ATRX

ATRX stands for alpha-thalassemia/mental retardation X-linked. The ATRX gene provides instructions for producing the ATRX protein, which plays a crucial role in the packaging and repair of DNA within our cells. This protein helps control which genes are turned on or off, supports DNA repair, and maintains the ends of chromosomes, known as telomeres.

ATRX is classified as a tumor suppressor gene, which means it normally helps prevent the development of cancer by regulating cell growth and division in a controlled manner.

What does ATRX do?

The ATRX protein has many important jobs inside the cell:

• Chromatin remodeling: DNA is packaged around proteins called histones to form a structure called chromatin. ATRX helps rearrange this structure so that genes can be turned on or off at the right time.
• DNA repair: ATRX aids in repairing broken DNA and facilitates cell recovery when DNA is damaged.
• Telomere maintenance: ATRX helps protect telomeres, the caps at the ends of chromosomes that maintain the stability of our genetic material.
• Control of gene expression: ATRX influences which genes are active or silent in different types of cells.

ATRX works closely with another protein called DAXX, and together they help place a special version of histone protein (H3.3) in specific areas of the DNA, especially in regions that are repetitive or tightly packed.
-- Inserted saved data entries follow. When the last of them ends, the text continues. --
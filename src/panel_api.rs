//! Provisioning panel HTTP client
//!
//! Low-level client for the panel's JSON and form endpoints: VM creation,
//! status polling, quick actions and the admin session login.

use crate::status::{ActionStatus, StatusBody, StatusClient, StatusReport};
use async_trait::async_trait;
use log::{debug, info};
use reqwest::{Client, Response};
use serde::{Deserialize, Serialize};
use std::time::Duration;
use thiserror::Error;
use url::Url;

#[derive(Debug, Error)]
pub enum PanelApiError {
    #[error("HTTP error: {0}")]
    HttpError(#[from] reqwest::Error),
    #[error("JSON error: {0}")]
    JsonError(#[from] serde_json::Error),
    #[error("Invalid URL: {0}")]
    UrlError(#[from] url::ParseError),
    #[error("Request rejected with HTTP {0}")]
    Rejected(u16),
    #[error("Login failed: {0}")]
    LoginFailed(String),
}

/// Form payload of `POST /admin/create`.
#[derive(Debug, Clone, Serialize, Deserialize, PartialEq, Eq)]
pub struct CreateVmRequest {
    pub owner_email: String,
    pub memory_mb: u32,
    pub cpus: u32,
    pub disk_mb: u32,
}

impl Default for CreateVmRequest {
    fn default() -> Self {
        CreateVmRequest {
            owner_email: String::new(),
            memory_mb: 4096,
            cpus: 2,
            disk_mb: 25600,
        }
    }
}

/// Immediate reply to a creation request. Older panels answer with
/// `vm_name` instead of `name`.
#[derive(Debug, Clone, Deserialize, Serialize, Default)]
pub struct CreateResponse {
    #[serde(default)]
    pub ok: Option<bool>,
    #[serde(default)]
    pub name: Option<String>,
    #[serde(default)]
    pub vm_name: Option<String>,
}

impl CreateResponse {
    pub fn identifier(&self) -> Option<&str> {
        [self.name.as_deref(), self.vm_name.as_deref()]
            .into_iter()
            .flatten()
            .map(str::trim)
            .find(|name| !name.is_empty())
    }
}

#[derive(Debug, Clone, Copy, PartialEq, Eq, Serialize, Deserialize)]
#[serde(rename_all = "lowercase")]
pub enum QuickAction {
    Start,
    Stop,
    Reset,
    Refresh,
}

impl QuickAction {
    pub const ALL: [QuickAction; 4] = [
        QuickAction::Start,
        QuickAction::Stop,
        QuickAction::Reset,
        QuickAction::Refresh,
    ];

    pub fn as_str(&self) -> &'static str {
        match self {
            QuickAction::Start => "start",
            QuickAction::Stop => "stop",
            QuickAction::Reset => "reset",
            QuickAction::Refresh => "refresh",
        }
    }
}

#[derive(Serialize)]
struct ActionForm<'a> {
    serial: &'a str,
    action: QuickAction,
}

#[derive(Serialize)]
struct LoginForm<'a> {
    user: &'a str,
    pass: &'a str,
}

/// Requests that start work on the panel.
#[async_trait]
pub trait ProvisioningApi: StatusClient {
    async fn create_vm(&self, request: &CreateVmRequest) -> Result<CreateResponse, PanelApiError>;

    async fn submit_action(&self, serial: &str, action: QuickAction)
        -> Result<(), PanelApiError>;
}

pub struct PanelApiClient {
    client: Client,
    base_url: Url,
}

impl PanelApiClient {
    pub fn new(base_url: &str, request_timeout: Duration) -> Result<Self, PanelApiError> {
        // Admin endpoints are guarded by a session cookie
        let client = Client::builder()
            .cookie_store(true)
            .timeout(request_timeout)
            .build()?;

        Ok(Self {
            client,
            base_url: Url::parse(base_url)?,
        })
    }

    fn endpoint(&self, path: &str) -> Result<Url, PanelApiError> {
        Ok(self.base_url.join(path)?)
    }

    async fn parse_json<T>(response: Response) -> Result<T, PanelApiError>
    where
        T: for<'de> Deserialize<'de>,
    {
        let text = response.text().await?;
        serde_json::from_str(&text).map_err(PanelApiError::from)
    }

    fn ensure_success(response: &Response) -> Result<(), PanelApiError> {
        let status = response.status();
        if status.is_success() {
            Ok(())
        } else {
            Err(PanelApiError::Rejected(status.as_u16()))
        }
    }

    /// Opens an admin session. The panel redirects back to the login page
    /// when the credentials are wrong.
    pub async fn login(&self, user: &str, pass: &str) -> Result<(), PanelApiError> {
        let response = self
            .client
            .post(self.endpoint("/admin/login")?)
            .form(&LoginForm { user, pass })
            .send()
            .await?;
        Self::ensure_success(&response)?;

        if response.url().path().trim_end_matches('/') == "/admin/login" {
            return Err(PanelApiError::LoginFailed("bad credentials".to_string()));
        }

        info!("Admin session opened as {}", user);
        Ok(())
    }

    pub async fn check_panel_reachable(&self) -> bool {
        match self.endpoint("/") {
            Ok(url) => self.client.get(url).send().await.is_ok(),
            Err(_) => false,
        }
    }
}

#[async_trait]
impl StatusClient for PanelApiClient {
    async fn fetch_status(&self, operation_id: &str) -> Result<StatusReport, PanelApiError> {
        let response = self
            .client
            .get(self.endpoint("/api/vm_status")?)
            .query(&[("name", operation_id)])
            .send()
            .await?;
        Self::ensure_success(&response)?;

        let body: StatusBody = Self::parse_json(response).await?;
        debug!("Status of {}: {:?}", operation_id, body);
        Ok(StatusReport::from(body))
    }

    async fn fetch_action_status(&self, serial: &str) -> Result<ActionStatus, PanelApiError> {
        let response = self
            .client
            .get(self.endpoint("/api/vm_status")?)
            .query(&[("serial", serial)])
            .send()
            .await?;

        // A 404 still carries `{"ok": false}`
        Self::parse_json(response).await
    }
}

#[async_trait]
impl ProvisioningApi for PanelApiClient {
    async fn create_vm(&self, request: &CreateVmRequest) -> Result<CreateResponse, PanelApiError> {
        let response = self
            .client
            .post(self.endpoint("/admin/create")?)
            .form(request)
            .send()
            .await?;
        Self::ensure_success(&response)?;

        Self::parse_json(response).await
    }

    async fn submit_action(
        &self,
        serial: &str,
        action: QuickAction,
    ) -> Result<(), PanelApiError> {
        let response = self
            .client
            .post(self.endpoint("/customer/action")?)
            .form(&ActionForm { serial, action })
            .send()
            .await?;
        Self::ensure_success(&response)
    }
}

#[cfg(test)]
mod tests {
    use super::*;
    use tokio::io::{AsyncReadExt, AsyncWriteExt};
    use tokio::net::TcpListener;
    use tokio::sync::mpsc;

    /// Serves one canned reply per connection and reports each raw request.
    async fn canned_server(replies: Vec<(u16, &'static str)>) -> (String, mpsc::UnboundedReceiver<String>) {
        let listener = TcpListener::bind("127.0.0.1:0").await.unwrap();
        let addr = listener.local_addr().unwrap();
        let (tx, rx) = mpsc::unbounded_channel();

        tokio::spawn(async move {
            for (code, body) in replies {
                let (mut socket, _) = listener.accept().await.unwrap();
                let request = read_request(&mut socket).await;
                let _ = tx.send(request);

                let reply = format!(
                    "HTTP/1.1 {} Canned\r\nContent-Type: application/json\r\nContent-Length: {}\r\nConnection: close\r\n\r\n{}",
                    code,
                    body.len(),
                    body
                );
                socket.write_all(reply.as_bytes()).await.unwrap();
                socket.shutdown().await.unwrap();
            }
        });

        (format!("http://{}", addr), rx)
    }

    async fn read_request(socket: &mut tokio::net::TcpStream) -> String {
        let mut data = Vec::new();
        let mut buf = [0u8; 1024];
        loop {
            let n = socket.read(&mut buf).await.unwrap();
            if n == 0 {
                break;
            }
            data.extend_from_slice(&buf[..n]);

            let text = String::from_utf8_lossy(&data).to_string();
            if let Some(header_end) = text.find("\r\n\r\n") {
                let content_length = text[..header_end]
                    .lines()
                    .find_map(|line| {
                        let (name, value) = line.split_once(':')?;
                        name.eq_ignore_ascii_case("content-length")
                            .then(|| value.trim().parse::<usize>().ok())
                            .flatten()
                    })
                    .unwrap_or(0);
                if data.len() >= header_end + 4 + content_length {
                    break;
                }
            }
        }
        String::from_utf8_lossy(&data).to_string()
    }

    fn client(base: &str) -> PanelApiClient {
        PanelApiClient::new(base, Duration::from_secs(5)).unwrap()
    }

    #[tokio::test]
    async fn test_fetch_status_sends_name_query() {
        let (base, mut requests) =
            canned_server(vec![(200, r#"{"ok": true, "status": "creating"}"#)]).await;

        let report = client(&base).fetch_status("Dz_Hosting-42").await.unwrap();
        assert_eq!(report.raw, "creating");
        assert_eq!(report.status, crate::status::OperationStatus::Pending);

        let request = requests.recv().await.unwrap();
        assert!(request.starts_with("GET /api/vm_status?name=Dz_Hosting-42 "));
    }

    #[tokio::test]
    async fn test_fetch_status_rejects_non_success() {
        let (base, _requests) =
            canned_server(vec![(404, r#"{"ok": false, "status": "not_found"}"#)]).await;

        let err = client(&base).fetch_status("missing").await.unwrap_err();
        assert!(matches!(err, PanelApiError::Rejected(404)));
    }

    #[tokio::test]
    async fn test_fetch_status_reports_malformed_body() {
        let (base, _requests) = canned_server(vec![(200, "<html>login</html>")]).await;

        let err = client(&base).fetch_status("vm").await.unwrap_err();
        assert!(matches!(err, PanelApiError::JsonError(_)));
    }

    #[tokio::test]
    async fn test_action_status_parses_not_found_body() {
        let (base, mut requests) =
            canned_server(vec![(404, r#"{"ok": false, "status": "not_found"}"#)]).await;

        let status = client(&base).fetch_action_status("ABC123").await.unwrap();
        assert!(!status.ok);
        assert_eq!(status.display_text(), None);

        let request = requests.recv().await.unwrap();
        assert!(request.starts_with("GET /api/vm_status?serial=ABC123 "));
    }

    #[tokio::test]
    async fn test_create_vm_posts_form() {
        let (base, mut requests) =
            canned_server(vec![(202, r#"{"ok": true, "name": "Dz_Hosting-1700000000"}"#)]).await;

        let request = CreateVmRequest {
            owner_email: "a@b.c".to_string(),
            ..CreateVmRequest::default()
        };
        let response = client(&base).create_vm(&request).await.unwrap();
        assert_eq!(response.identifier(), Some("Dz_Hosting-1700000000"));

        let raw = requests.recv().await.unwrap();
        assert!(raw.starts_with("POST /admin/create "));
        assert!(raw.contains("owner_email=a%40b.c&memory_mb=4096&cpus=2&disk_mb=25600"));
    }

    #[tokio::test]
    async fn test_submit_action_posts_serial_and_action() {
        let (base, mut requests) = canned_server(vec![(200, "{}")]).await;

        client(&base)
            .submit_action("ABC123", QuickAction::Reset)
            .await
            .unwrap();

        let raw = requests.recv().await.unwrap();
        assert!(raw.starts_with("POST /customer/action "));
        assert!(raw.contains("serial=ABC123&action=reset"));
    }

    #[tokio::test]
    async fn test_unreachable_panel_is_http_error() {
        let listener = TcpListener::bind("127.0.0.1:0").await.unwrap();
        let addr = listener.local_addr().unwrap();
        drop(listener);

        let err = client(&format!("http://{}", addr))
            .fetch_status("vm")
            .await
            .unwrap_err();
        assert!(matches!(err, PanelApiError::HttpError(_)));
    }

    #[test]
    fn test_create_response_identifier() {
        let both: CreateResponse =
            serde_json::from_str(r#"{"name": "a", "vm_name": "b"}"#).unwrap();
        assert_eq!(both.identifier(), Some("a"));

        let legacy: CreateResponse = serde_json::from_str(r#"{"vm_name": "b"}"#).unwrap();
        assert_eq!(legacy.identifier(), Some("b"));

        let blank: CreateResponse = serde_json::from_str(r#"{"ok": true, "name": " "}"#).unwrap();
        assert_eq!(blank.identifier(), None);
    }

    #[test]
    fn test_invalid_base_url() {
        assert!(matches!(
            PanelApiClient::new("not a url", Duration::from_secs(1)),
            Err(PanelApiError::UrlError(_))
        ));
    }
}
What types of normal cells express ATRX?

ATRX is found in nearly all the cells of the body. It is especially active in cells that divide rapidly or have complex DNA packaging, such as brain cells and early developing cells in embryos. In the brain, it plays a major role in normal development.

How do pathologists test for ATRX?

Pathologists usually test for ATRX using a method called immunohistochemistry. This test uses special antibodies that attach to the ATRX protein in a tissue sample. When viewed under a microscope, cells with normal ATRX expression will exhibit dark brown staining in the nucleus. This is referred to as a positive result, indicating that the ATRX protein is present.

If the ATRX protein is missing due to a mutation in the ATRX gene, there will be no staining in the tumor cell nucleus. This is referred to as a negative result, suggesting that a mutation or other alteration is affecting the ATRX gene. Importantly, pathologists will look for positive staining in surrounding normal (non-tumor) cells as a built-in control to ensure the test worked properly.

In some cases, particularly for inherited conditions or research studies, a genetic test may be used to directly examine the DNA sequence of the ATRX gene. This is often done using next-generation sequencing (NGS), which reads the gene’s code and can detect mutations, deletions, or other changes.

What types of tumors show changes in ATRX?

ATRX is commonly altered in several types of tumors. These changes are usually the result of a mutation that causes the loss of ATRX protein in tumor cells.

• Gliomas – Many adult and pediatric high-grade gliomas (tumors in the brain and spinal cord) show loss of ATRX expression. This is especially common in astrocytomas and other gliomas with mutations in the IDH gene.
• Pancreatic neuroendocrine tumors – Loss of ATRX is seen in some pancreatic neuroendocrine tumors and is associated with chromosomal instability and worse survival outcomes.
• Uterine smooth muscle tumors – ATRX loss has been identified in certain types of leiomyosarcomas, a rare cancer of the uterus.
• Acquired alpha-thalassemia myelodysplastic syndrome (ATMDS) – This is a rare condition that develops in people with myelodysplastic syndromes (a group of bone marrow disorders). In ATMDS, somatic mutations in ATRX can lead to the development of alpha-thalassemia, a blood disorder affecting hemoglobin production.
• Pheochromocytoma and paraganglioma – Loss of ATRX is seen in some of these rare tumors, which arise from cells of the adrenal gland or nearby nerves.
• Other cancers – ATRX mutations have also been reported in a small number of tumors in the lung, prostate, pancreas, and sarcomas. The significance of ATRX loss in these tumors remains to be studied.

Why is ATRX important in a pathology report?

Pathologists use loss of ATRX expression to help diagnose and classify certain tumors, particularly brain tumors such as astrocytomas and glioblastomas. If ATRX is absent in a tumor, this may suggest the presence of a genetic mutation in the ATRX gene.

In gliomas, loss of ATRX is often combined with other test results, such as IDH mutation status and 1p/19q codeletion, to help confirm the tumor type and guide treatment decisions.

In neuroblastoma and pancreatic neuroendocrine tumors, ATRX mutations may influence prognosis and open the door to targeted therapies that exploit the cancer cells’ impaired ability to repair DNA.

Questions to ask your doctor

• Was ATRX tested in my tumor?
• What do the results of the ATRX test mean for my diagnosis or treatment?
• Does the presence or absence of ATRX affect my prognosis?
• Could ATRX testing suggest a genetic condition in my family?
• Should I or my family members consider genetic counseling or further testing?